20.01.2020

Laut der Umweltbehörde Verwaiste Koala-Babys könnten getötet werden – per Gesetz!

Die verheerenden Buschbrände in Australien haben schon über eine Milliarde Tiere das Leben gekostet. Hilfsorganisationen tun, was in ihrer Macht steht, um verwaiste Tiere zu retten.

Foto: imago images / ZUMA Press

Die verheerenden Buschbrände in Australien haben schon über eine Milliarde Tiere das Leben gekostet. Hilfsorganisationen tun, was in ihrer Macht steht, um verwaiste Tiere zu retten.

Seit Wochen wüten in Australien verheerende Buschbrände, die die Natur zerstören und unzählige Opfer gefordert haben. Für die jüngsten Tiere, die überlebt haben, könnte eine neue Hürde im Kampf ums Überleben anstehen. Gemacht von Menschen.

Die Bilder, die seit Wochen um die Welt gehen, machen tief betroffen. Der Busch in Australien brennt in kaum vorstellbarem Ausmaß, Menschen und Tiere sind auf der Flucht. Gerade die Kleinsten und Schwächsten trifft es besonders hart. Koalas etwa sind einfach zu langsam, um vor den sich rasant ausbreitenden Feuern wegzulaufen. Doch manchmal haben die Retter Glück und können Tiere sichern und retten. Für die Kleinsten von ihnen könnte es allerdings trotzdem traurig enden – wegen eines Gesetzes des Bundesstaates Victoria.
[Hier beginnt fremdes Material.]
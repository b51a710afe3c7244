//! Sensor tree construction and round entry points.

use std::collections::HashMap;

use serde::Serialize;
use tracing::warn;

use super::component::{Component, ComponentKind};
use super::sensor::Sensor;
use crate::config::ControllerConfig;

/// Id of the virtual sensor every top-level sensor hangs off.
pub const ROOT_ID: &str = "root";

/// Setpoint of one component after a round.
#[derive(Debug, Clone, PartialEq, Serialize)]
pub struct ComponentSetPoint {
    pub sensor_id: String,
    pub component_id: String,
    pub kind: ComponentKind,
    pub demand: f64,
    pub set_point: f64,
}

/// The community's sensor tree under a virtual, unlimited root.
///
/// The root has no upstream connection: production and consumption are
/// only ever balanced inside the community.
#[derive(Debug, Clone)]
pub struct Topology {
    root: Sensor,
}

impl Default for Topology {
    fn default() -> Self {
        Self::new()
    }
}

impl Topology {
    pub fn new() -> Self {
        Self {
            root: Sensor::unlimited(ROOT_ID),
        }
    }

    pub fn root(&self) -> &Sensor {
        &self.root
    }

    pub fn root_mut(&mut self) -> &mut Sensor {
        &mut self.root
    }

    /// Looks up a sensor by id.
    pub fn sensor(&self, id: &str) -> Option<&Sensor> {
        self.root.find(id)
    }

    /// Adds a top-level sensor, or updates the limit of an existing one.
    ///
    /// # Panics
    ///
    /// Panics if `limit` is negative or NaN.
    pub fn add_sensor(&mut self, id: &str, limit: f64) {
        assert!(is_valid_limit(limit), "sensor limit must be non-negative");
        match self.root.find_mut(id) {
            Some(sensor) => sensor.limit = limit,
            None => self.root.add_child(Sensor::new(id, limit)),
        }
    }

    fn sensor_or_insert(&mut self, id: &str) -> &mut Sensor {
        if self.root.find(id).is_none() {
            self.root.add_child(Sensor::unlimited(id));
        }
        self.root
            .find_mut(id)
            .expect("sensor was inserted above")
    }

    /// Attaches a PV with zero demand, creating an unlimited top-level
    /// sensor if `sensor_id` is unknown.
    pub fn add_pv(&mut self, pv_id: &str, sensor_id: &str) {
        self.sensor_or_insert(sensor_id)
            .add_pv(Component::new(pv_id, 0.0));
    }

    /// Attaches a charger with zero demand, creating an unlimited top-level
    /// sensor if `sensor_id` is unknown.
    pub fn add_charger(&mut self, charger_id: &str, sensor_id: &str) {
        self.sensor_or_insert(sensor_id)
            .add_charger(Component::new(charger_id, 0.0));
    }

    /// Removes a PV or charger. Returns `false` if no component has that id.
    pub fn remove_node(&mut self, id: &str) -> bool {
        fn remove(sensor: &mut Sensor, id: &str) -> bool {
            for list in [&mut sensor.pvs, &mut sensor.chargers] {
                if let Some(pos) = list.iter().position(|c| c.id == id) {
                    list.remove(pos);
                    return true;
                }
            }
            sensor.child_sensors.iter_mut().any(|c| remove(c, id))
        }
        remove(&mut self.root, id)
    }

    /// Rearranges sensors according to a `parent -> children` map.
    ///
    /// Sensors named in the map but unknown so far are created unlimited.
    /// Sensors without a parent become children of the root. A sensor
    /// claimed by a second parent, or caught in a cycle, is attached to the
    /// root instead.
    pub fn build(&mut self, links: &HashMap<String, Vec<String>>) {
        let mut pool: HashMap<String, Sensor> = HashMap::new();
        for child in std::mem::take(&mut self.root.child_sensors) {
            detach(child, &mut pool);
        }
        for (parent, children) in links {
            for id in std::iter::once(parent).chain(children) {
                pool.entry(id.clone())
                    .or_insert_with(|| Sensor::unlimited(id.as_str()));
            }
        }

        let claimed: std::collections::HashSet<&str> =
            links.values().flatten().map(String::as_str).collect();
        let mut tops: Vec<String> = pool
            .keys()
            .filter(|id| !claimed.contains(id.as_str()))
            .cloned()
            .collect();
        tops.sort_unstable();

        for id in tops {
            if let Some(sensor) = attach(&id, links, &mut pool) {
                self.root.add_child(sensor);
            }
        }

        let mut leftover: Vec<String> = pool.keys().cloned().collect();
        leftover.sort_unstable();
        for id in leftover {
            if let Some(sensor) = attach(&id, links, &mut pool) {
                warn!(sensor = %id, "sensor is part of a cycle, attaching it to the root");
                self.root.add_child(sensor);
            }
        }
    }

    /// Sets one sensor's limit. Returns `false` for unknown sensors, the
    /// root, and negative or NaN limits.
    pub fn set_sensor_limit(&mut self, id: &str, limit: f64) -> bool {
        if !is_valid_limit(limit) {
            return false;
        }
        match self.root.find_mut(id) {
            Some(sensor) if sensor.id != ROOT_ID => {
                sensor.limit = limit;
                true
            }
            _ => false,
        }
    }

    /// Sets the limit of every sensor below the root. Negative or NaN
    /// limits are ignored.
    pub fn set_all_sensor_limits(&mut self, limit: f64) {
        if !is_valid_limit(limit) {
            warn!(limit, "invalid sensor limit ignored");
            return;
        }
        for child in &mut self.root.child_sensors {
            child.set_all_limits(limit);
        }
    }

    /// Applies a limit update from the grid operator.
    ///
    /// Sensors missing from `limits` are closed (limit 0), and so are
    /// sensors whose limit is negative or NaN. Returns the ids in `limits`
    /// that were rejected: unknown sensors and invalid limits.
    pub fn apply_sensor_limits(&mut self, limits: &HashMap<String, f64>) -> Vec<String> {
        self.set_all_sensor_limits(0.0);
        let mut rejected: Vec<String> = limits
            .iter()
            .filter(|(id, limit)| !self.set_sensor_limit(id, **limit))
            .map(|(id, _)| id.clone())
            .collect();
        rejected.sort_unstable();
        rejected
    }

    /// Sets the demand of a PV or charger. Returns `false` for unknown ids.
    ///
    /// Negative demands are stored as zero.
    pub fn set_demand(&mut self, id: &str, demand: f64) -> bool {
        match self.root.component_mut(id) {
            Some(component) => {
                component.demand = demand.max(0.0);
                true
            }
            None => false,
        }
    }

    /// Clears the previous round's state.
    pub fn reset(&mut self) {
        self.root.reset();
    }

    /// Computes setpoints from the current demands and limits.
    pub fn set_set_points(&mut self) {
        self.root.set_set_points();
    }

    /// Resets and runs one allocation round.
    pub fn allocate(&mut self) {
        self.reset();
        self.set_set_points();
    }

    /// Every component's setpoint, PVs before chargers, in tree order.
    pub fn set_points(&self) -> Vec<ComponentSetPoint> {
        let mut rows = Vec::new();
        for sensor in self.root.iter() {
            for kind in [ComponentKind::Pv, ComponentKind::Charger] {
                rows.extend(sensor.components(kind).iter().map(|c| ComponentSetPoint {
                    sensor_id: sensor.id.clone(),
                    component_id: c.id.clone(),
                    kind,
                    demand: c.demand,
                    set_point: c.set_point,
                }));
            }
        }
        rows
    }

    /// Ids of all components of one kind.
    pub fn component_ids(&self, kind: ComponentKind) -> Vec<String> {
        self.root
            .iter()
            .flat_map(|s| s.components(kind).iter().map(|c| c.id.clone()))
            .collect()
    }
}

impl Topology {
    /// Builds the sensor tree and attaches every configured component with
    /// zero demand. Assumes the configuration passed validation.
    pub fn from_config(config: &ControllerConfig) -> Self {
        let mut topology = Self::new();
        let mut links: HashMap<String, Vec<String>> = HashMap::new();
        for s in &config.sensors {
            topology.add_sensor(&s.id, s.limit.unwrap_or(f64::INFINITY));
            if let Some(parent) = &s.parent {
                links.entry(parent.clone()).or_default().push(s.id.clone());
            }
        }
        topology.build(&links);
        for pv in &config.pvs {
            topology.add_pv(&pv.id, &pv.sensor);
        }
        for charger in &config.chargers {
            topology.add_charger(&charger.id, &charger.sensor);
        }
        topology
    }
}

fn is_valid_limit(limit: f64) -> bool {
    limit >= 0.0
}

fn detach(mut sensor: Sensor, pool: &mut HashMap<String, Sensor>) {
    for child in std::mem::take(&mut sensor.child_sensors) {
        detach(child, pool);
    }
    pool.insert(sensor.id.clone(), sensor);
}

fn attach(
    id: &str,
    links: &HashMap<String, Vec<String>>,
    pool: &mut HashMap<String, Sensor>,
) -> Option<Sensor> {
    let mut sensor = pool.remove(id)?;
    for child_id in links.get(id).into_iter().flatten() {
        match attach(child_id, links, pool) {
            Some(child) => sensor.add_child(child),
            None => warn!(parent = %id, child = %child_id, "sensor already attached elsewhere"),
        }
    }
    Some(sensor)
}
Schock: Gesetz des Bundesstaates Victoria verlangt in manchen Fällen die Tötung von Wildtier-Babys

Die Feuerwehrmänner kämpfen ohne Unterlass gegen die Flammen, die Australien in Atem halten. Viele Hilforganisationen und private Helfer versorgen gefundene verletzte Tier oder machen sich gar selbst auf den gefährlichen Weg, um überlebende Tiere aus den verkohlten Überresten der einstigen schönen Natur zu retten. Menschen weltweit, die aufgrund der Entfernung nicht anders helfen können, spenden für die Hilfe von bedürftigen Tieren und Menschen, deren Lebensraum zerstört wurde. Mitglieder von Hilforganisationen stecken ihr ganzes Herzblut in die Verarztung ihrer tierischen Patienten.

Doch nun schockiert ein Gesetz aus dem Bundesstaat Victoria, das gerade die Kleinsten und Schwächsten das Leben kosten könnte. Das Gesetz, welches 2018 erlassen wurde, besagt, dass die jungen Wildtiere, die noch "von Milch abhängig" sind, getötet werden sollen.
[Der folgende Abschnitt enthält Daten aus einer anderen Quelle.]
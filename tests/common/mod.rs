//! Shared test fixtures for integration tests.
#![allow(dead_code)]

use ec_controller::flow::{Component, Sensor, Topology};
use ec_controller::sct::Model;

/// Absolute tolerance for comparing setpoints.
pub const TOL: f64 = 1e-5;

/// Sensor with chargers and PVs named `<id>-c<i>` and `<id>-p<i>`.
pub fn sensor(id: &str, limit: f64, chargers: &[f64], pvs: &[f64]) -> Sensor {
    let mut s = Sensor::new(id, limit);
    for (i, demand) in chargers.iter().enumerate() {
        s.add_charger(Component::new(format!("{id}-c{i}"), *demand));
    }
    for (i, demand) in pvs.iter().enumerate() {
        s.add_pv(Component::new(format!("{id}-p{i}"), *demand));
    }
    s
}

/// Same as [`sensor`] with child sensors attached.
pub fn parent(id: &str, limit: f64, chargers: &[f64], pvs: &[f64], children: Vec<Sensor>) -> Sensor {
    let mut s = sensor(id, limit, chargers, pvs);
    for child in children {
        s.add_child(child);
    }
    s
}

/// Unlimited community root over `children`.
pub fn community(children: Vec<Sensor>) -> Sensor {
    parent("root", f64::INFINITY, &[], &[], children)
}

/// Asserts every setpoint of sensor `id`, chargers then PVs, in order.
pub fn assert_set_points(root: &Sensor, id: &str, chargers: &[f64], pvs: &[f64]) {
    let s = root
        .find(id)
        .unwrap_or_else(|| panic!("sensor {id} missing"));
    let got_chargers: Vec<f64> = s.chargers.iter().map(|c| c.set_point).collect();
    let got_pvs: Vec<f64> = s.pvs.iter().map(|p| p.set_point).collect();
    assert_eq!(got_chargers.len(), chargers.len(), "charger count of {id}");
    assert_eq!(got_pvs.len(), pvs.len(), "pv count of {id}");
    for (got, want) in got_chargers.iter().zip(chargers) {
        assert!(
            (got - want).abs() < TOL,
            "{id} chargers: got {got_chargers:?}, expected {chargers:?}"
        );
    }
    for (got, want) in got_pvs.iter().zip(pvs) {
        assert!(
            (got - want).abs() < TOL,
            "{id} pvs: got {got_pvs:?}, expected {pvs:?}"
        );
    }
}

/// Net consumption of a subtree from its setpoints.
pub fn subtree_net(sensor: &Sensor) -> f64 {
    sensor
        .iter()
        .map(|s| {
            s.chargers.iter().map(|c| c.set_point).sum::<f64>()
                - s.pvs.iter().map(|p| p.set_point).sum::<f64>()
        })
        .sum()
}

/// Checks bounds on every setpoint, every limit, and the root balance.
pub fn assert_invariants(root: &Sensor) {
    for s in root.iter() {
        for c in s.chargers.iter().chain(&s.pvs) {
            assert!(
                c.set_point >= -TOL && c.set_point <= c.demand + TOL,
                "{} setpoint {} outside 0..={}",
                c.id,
                c.set_point,
                c.demand
            );
        }
        if s.id != root.id {
            let net = subtree_net(s);
            assert!(
                net.abs() <= s.limit + TOL,
                "{} carries {net} over limit {}",
                s.id,
                s.limit
            );
            assert!(
                (net - s.flow()).abs() <= TOL,
                "{} flow {} disagrees with setpoints {net}",
                s.id,
                s.flow()
            );
        }
    }
    let balance = subtree_net(root);
    assert!(balance.abs() < TOL, "community unbalanced by {balance}");
}

/// Runs a full round on a fresh tree.
pub fn allocate(mut root: Sensor) -> Sensor {
    root.reset();
    root.set_set_points();
    root
}

/// Small community through the topology API: one PV sensor and one
/// charger sensor, both limited.
pub fn two_sensor_topology() -> Topology {
    let mut t = Topology::new();
    t.add_sensor("solar", 3.0);
    t.add_sensor("parking", 10.0);
    t.add_pv("pv1", "solar");
    t.add_pv("pv2", "solar");
    t.add_charger("ev1", "parking");
    t.add_charger("ev2", "parking");
    t
}

/// Parses an automaton, panicking on malformed XML.
pub fn model(xml: &str) -> Model {
    Model::from_xml_str(xml).expect("test automaton should parse")
}
//! Round sequencing: leadership, ticking, callbacks and messages.

pub mod automata;
pub mod driver;
/// Allocation algorithms selectable per configuration.
pub mod logic;
pub mod messages;
pub mod ticker;

pub use driver::{DemandSource, Outbound, RoundDriver, RoundHandle, RoundIo, RoundTiming, SetPointSink};
pub use logic::{AllocationLogic, EqualAllocation, Hierarchical};
pub use messages::{FlowProposalsMessage, SensorLimitsMessage, SetPoint, SetPointsMessage};
pub use ticker::Ticker;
Population der Koalas bedroht

Die Population der Koalas ist durch die Brände bereits dramatisch zurückgegangen. Allein seit September sollen nach Schätzungen circa 33.000 Koalas getötet worden sein. Die Tiere haben gegen die Brände oft keine Chance, da sie einfach zu langsam sind. Die eigentlich sehr menschenscheuen Lebewesen sind teilweise durch die großen Feuer so verwirrt, dass sie noch tiefer in Brandgebiete laufen und dort versuchen, auf Bäume zu klettern. Wenn die Feuersbrunst kommt, ist es ihr sicherer Tod. Doch selbst, wenn sie die Brände überleben – der Großteil ihres Lebensraums ist zerstört. Der Mensch und seine Hilfbereitschaft, für die geschundenen und verwaisten Tiere zu sorgen, scheint oft der einzige Ausweg zu sein. Da ist dieses Gesetz in der jetzigen Situation, das gerade den Baby-Koalas die Hilfe versagt, kaum zu ertragen.
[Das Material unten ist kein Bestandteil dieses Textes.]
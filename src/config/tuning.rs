use bevy::prelude::*;
use serde::{Deserialize, Serialize};
use std::fmt;
use std::path::{Path, PathBuf};

use crate::game::decay::EasingKind;
use crate::game::maneuver::ManeuverSpec;

/// All tunable game parameters, loaded from tuning.ron.
#[derive(Debug, Clone, Resource, Serialize, Deserialize)]
#[serde(default)]
pub struct Tuning {
    pub dt: f32,
    pub window_width: u32,
    pub window_height: u32,
    /// Spawn point in pixels from the top-left corner of the window.
    pub spawn_x: f32,
    pub spawn_y: f32,
    pub player_radius_px: f32,
    /// Steady-state move speed (pixels per second).
    pub move_speed: f32,
    /// Peak speed of the rest→motion burst.
    pub burst_speed: f32,
    pub burst_decay_ms: f32,
    /// Fraction of the remaining turn applied to the facing angle each step.
    pub turn_blend: f32,
    pub epsilon: f32,
    pub initial_stamina: f32,
    pub stamina_regen_per_ms: f32,
    pub strike: ManeuverSpec,
    pub backstep: ManeuverSpec,
    pub stamina_bar_width_px: f32,
    pub stamina_bar_height_px: f32,
}

impl Default for Tuning {
    fn default() -> Self {
        Self {
            dt: 1.0 / 60.0,
            window_width: 640,
            window_height: 480,
            spawn_x: 100.0,
            spawn_y: 100.0,
            player_radius_px: 16.0,
            move_speed: 210.0,
            burst_speed: 270.0,
            burst_decay_ms: 230.0,
            turn_blend: 0.18,
            epsilon: 1e-4,
            initial_stamina: 1.0,
            stamina_regen_per_ms: 0.0004,
            strike: ManeuverSpec {
                cost: 0.35,
                peak_speed: 600.0,
                active_ms: 120.0,
                decay_ms: 180.0,
                easing: EasingKind::CubicIn,
            },
            backstep: ManeuverSpec {
                cost: 0.25,
                peak_speed: -420.0,
                active_ms: 90.0,
                decay_ms: 160.0,
                easing: EasingKind::CubicIn,
            },
            stamina_bar_width_px: 160.0,
            stamina_bar_height_px: 10.0,
        }
    }
}

/// Why a tuning file was rejected.
#[derive(Debug, Clone, PartialEq)]
pub enum TuningError {
    Parse(String),
    OutOfRange { field: &'static str, value: f32 },
}

impl fmt::Display for TuningError {
    fn fmt(&self, f: &mut fmt::Formatter<'_>) -> fmt::Result {
        match self {
            Self::Parse(msg) => write!(f, "parse error: {msg}"),
            Self::OutOfRange { field, value } => write!(f, "{field} out of range: {value}"),
        }
    }
}

impl std::error::Error for TuningError {}

fn check(field: &'static str, value: f32, ok: bool) -> Result<(), TuningError> {
    if ok && value.is_finite() {
        Ok(())
    } else {
        Err(TuningError::OutOfRange { field, value })
    }
}

impl Tuning {
    /// Get the data directory for tuning files.
    pub fn data_dir() -> PathBuf {
        let base = dirs::data_dir().unwrap_or_else(|| PathBuf::from("."));
        base.join("burst_step")
    }

    /// Path to the tuning file.
    pub fn file_path() -> PathBuf {
        Self::data_dir().join("tuning.ron")
    }

    /// Parse and validate a RON document.
    pub fn parse(contents: &str) -> Result<Self, TuningError> {
        let tuning: Self =
            ron::from_str(contents).map_err(|e| TuningError::Parse(e.to_string()))?;
        tuning.validate()?;
        Ok(tuning)
    }

    pub fn validate(&self) -> Result<(), TuningError> {
        check("dt", self.dt, self.dt > 0.0)?;
        check("move_speed", self.move_speed, self.move_speed >= 0.0)?;
        check("burst_speed", self.burst_speed, self.burst_speed >= 0.0)?;
        check("burst_decay_ms", self.burst_decay_ms, self.burst_decay_ms >= 0.0)?;
        check("turn_blend", self.turn_blend, (0.0..=1.0).contains(&self.turn_blend))?;
        check("epsilon", self.epsilon, self.epsilon >= 0.0)?;
        check(
            "initial_stamina",
            self.initial_stamina,
            (0.0..=1.0).contains(&self.initial_stamina),
        )?;
        check(
            "stamina_regen_per_ms",
            self.stamina_regen_per_ms,
            self.stamina_regen_per_ms >= 0.0,
        )?;
        for (name, spec) in [("strike", &self.strike), ("backstep", &self.backstep)] {
            check(name, spec.cost, (0.0..=1.0).contains(&spec.cost))?;
            check(name, spec.peak_speed, true)?;
            check(name, spec.active_ms, spec.active_ms >= 0.0)?;
            check(name, spec.decay_ms, spec.decay_ms >= 0.0)?;
        }
        Ok(())
    }

    /// Spawn point in world coordinates (origin at window centre, y up).
    pub fn spawn_world(&self) -> Vec2 {
        Vec2::new(
            self.spawn_x - self.window_width as f32 * 0.5,
            self.window_height as f32 * 0.5 - self.spawn_y,
        )
    }

    /// Load from file, or create default if not found.
    pub fn load_or_default() -> Self {
        Self::load_or_default_from(&Self::file_path())
    }

    /// Load from `path`. A missing file is created with defaults; a file that
    /// fails to read or validate is left untouched and defaults are used.
    pub fn load_or_default_from(path: &Path) -> Self {
        if !path.exists() {
            let tuning = Self::default();
            tuning.save_to(path);
            return tuning;
        }
        match std::fs::read_to_string(path) {
            Ok(contents) => match Self::parse(&contents) {
                Ok(tuning) => tuning,
                Err(e) => {
                    warn!("Rejected tuning.ron: {e}, using defaults");
                    Self::default()
                }
            },
            Err(e) => {
                warn!("Failed to read tuning.ron: {e}, using defaults");
                Self::default()
            }
        }
    }

    fn save_to(&self, path: &Path) {
        if let Some(parent) = path.parent() {
            let _ = std::fs::create_dir_all(parent);
        }
        let pretty = ron::ser::PrettyConfig::default();
        match ron::ser::to_string_pretty(self, pretty) {
            Ok(s) => {
                if let Err(e) = std::fs::write(path, s) {
                    warn!("Failed to write tuning.ron: {e}");
                }
            }
            Err(e) => {
                warn!("Failed to serialize tuning: {e}");
            }
        }
    }

    /// Reload from file (called by key press).
    pub fn reload(&mut self) {
        *self = Self::load_or_default();
        info!("Tuning reloaded");
    }
}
Der Grund, der dafür angeführt wird, lautet, dass gerade diese Tiere "lange auf Pflege" angewiesen wären, was dann dazu führen würde, dass eine Auswilderung kaum "erfolgreich" bei den entsprechenden Fundtieren wäre. Doch über die drastisch dezimierten Zahlen des Koalabestandes lässt sich nicht hinwegsehen. So kritisierten bereits zahlreiche Tierschützer das Gesetz des Bundesstaates Victoria in der letzten Woche. Vielleicht hat dies ein Umdenken bei der Umweltbehörde des Bundesstaates bewirkt – sie ließ verlauten, dass die Regelung situationsabhängig und offen für Interpretation sei.